◆ Exercise instructions: Once you have read the records below, report how many lines contain the word "derive", and give nothing besides that number.

◆ Task data:
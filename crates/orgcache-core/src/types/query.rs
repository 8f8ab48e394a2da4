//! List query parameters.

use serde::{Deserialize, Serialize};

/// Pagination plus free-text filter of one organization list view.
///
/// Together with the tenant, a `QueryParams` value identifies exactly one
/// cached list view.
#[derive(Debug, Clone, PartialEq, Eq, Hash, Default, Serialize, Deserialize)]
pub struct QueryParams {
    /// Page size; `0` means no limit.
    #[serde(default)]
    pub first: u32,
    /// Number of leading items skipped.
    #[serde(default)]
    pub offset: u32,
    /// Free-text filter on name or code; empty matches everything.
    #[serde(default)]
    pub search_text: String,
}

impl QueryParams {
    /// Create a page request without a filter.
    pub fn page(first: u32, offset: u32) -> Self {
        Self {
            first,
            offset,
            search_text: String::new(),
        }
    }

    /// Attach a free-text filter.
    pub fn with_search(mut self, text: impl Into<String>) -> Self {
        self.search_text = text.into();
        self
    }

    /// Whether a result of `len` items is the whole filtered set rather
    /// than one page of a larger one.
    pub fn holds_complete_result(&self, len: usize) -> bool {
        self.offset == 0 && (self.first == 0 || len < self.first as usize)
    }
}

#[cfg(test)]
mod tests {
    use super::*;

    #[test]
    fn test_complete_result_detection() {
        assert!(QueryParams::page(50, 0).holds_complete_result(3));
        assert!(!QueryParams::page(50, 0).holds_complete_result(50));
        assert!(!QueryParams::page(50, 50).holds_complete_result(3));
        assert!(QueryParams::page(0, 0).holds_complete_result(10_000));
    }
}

---

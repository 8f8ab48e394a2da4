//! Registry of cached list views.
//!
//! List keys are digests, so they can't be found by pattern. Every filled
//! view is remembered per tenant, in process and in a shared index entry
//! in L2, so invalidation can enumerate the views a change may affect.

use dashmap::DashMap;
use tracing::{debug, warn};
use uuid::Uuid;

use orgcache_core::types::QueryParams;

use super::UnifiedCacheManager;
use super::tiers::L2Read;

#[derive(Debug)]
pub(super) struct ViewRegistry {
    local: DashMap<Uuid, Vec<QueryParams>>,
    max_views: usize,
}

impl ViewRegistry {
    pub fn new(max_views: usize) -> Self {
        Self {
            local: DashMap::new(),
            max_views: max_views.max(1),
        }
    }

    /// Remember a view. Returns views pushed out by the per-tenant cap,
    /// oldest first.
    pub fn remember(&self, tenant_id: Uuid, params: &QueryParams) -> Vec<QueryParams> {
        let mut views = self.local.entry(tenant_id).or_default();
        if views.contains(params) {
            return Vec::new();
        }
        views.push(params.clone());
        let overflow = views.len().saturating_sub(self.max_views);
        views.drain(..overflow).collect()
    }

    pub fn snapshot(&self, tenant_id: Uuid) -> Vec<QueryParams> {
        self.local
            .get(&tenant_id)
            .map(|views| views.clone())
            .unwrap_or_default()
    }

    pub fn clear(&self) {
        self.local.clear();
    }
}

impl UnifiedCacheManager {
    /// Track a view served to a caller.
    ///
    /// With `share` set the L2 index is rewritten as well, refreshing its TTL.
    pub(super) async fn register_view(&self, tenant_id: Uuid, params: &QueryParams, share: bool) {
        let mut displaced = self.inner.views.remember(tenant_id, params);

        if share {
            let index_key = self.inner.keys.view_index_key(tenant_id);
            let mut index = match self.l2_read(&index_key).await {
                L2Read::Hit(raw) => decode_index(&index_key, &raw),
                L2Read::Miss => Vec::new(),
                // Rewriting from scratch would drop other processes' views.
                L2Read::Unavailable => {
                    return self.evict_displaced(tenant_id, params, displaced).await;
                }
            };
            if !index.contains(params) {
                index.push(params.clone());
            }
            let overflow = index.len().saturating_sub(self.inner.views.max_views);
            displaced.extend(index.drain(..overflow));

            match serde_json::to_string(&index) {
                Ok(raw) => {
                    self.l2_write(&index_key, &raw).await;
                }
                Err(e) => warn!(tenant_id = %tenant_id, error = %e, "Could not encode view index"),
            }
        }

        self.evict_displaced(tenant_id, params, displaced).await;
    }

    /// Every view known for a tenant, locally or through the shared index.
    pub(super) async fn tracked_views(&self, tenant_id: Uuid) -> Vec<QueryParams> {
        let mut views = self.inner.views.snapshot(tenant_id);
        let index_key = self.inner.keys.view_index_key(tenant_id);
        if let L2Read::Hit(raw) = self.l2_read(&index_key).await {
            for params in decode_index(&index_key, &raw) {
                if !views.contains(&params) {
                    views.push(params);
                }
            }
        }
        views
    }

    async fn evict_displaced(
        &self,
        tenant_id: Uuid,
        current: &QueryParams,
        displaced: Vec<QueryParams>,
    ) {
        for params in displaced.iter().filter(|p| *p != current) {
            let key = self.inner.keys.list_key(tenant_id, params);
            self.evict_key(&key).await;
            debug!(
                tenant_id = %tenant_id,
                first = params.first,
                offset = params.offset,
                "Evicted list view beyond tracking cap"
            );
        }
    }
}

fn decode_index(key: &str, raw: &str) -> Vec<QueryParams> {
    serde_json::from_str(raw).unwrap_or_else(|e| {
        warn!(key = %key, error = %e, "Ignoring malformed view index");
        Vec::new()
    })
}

◆ Written answer: 2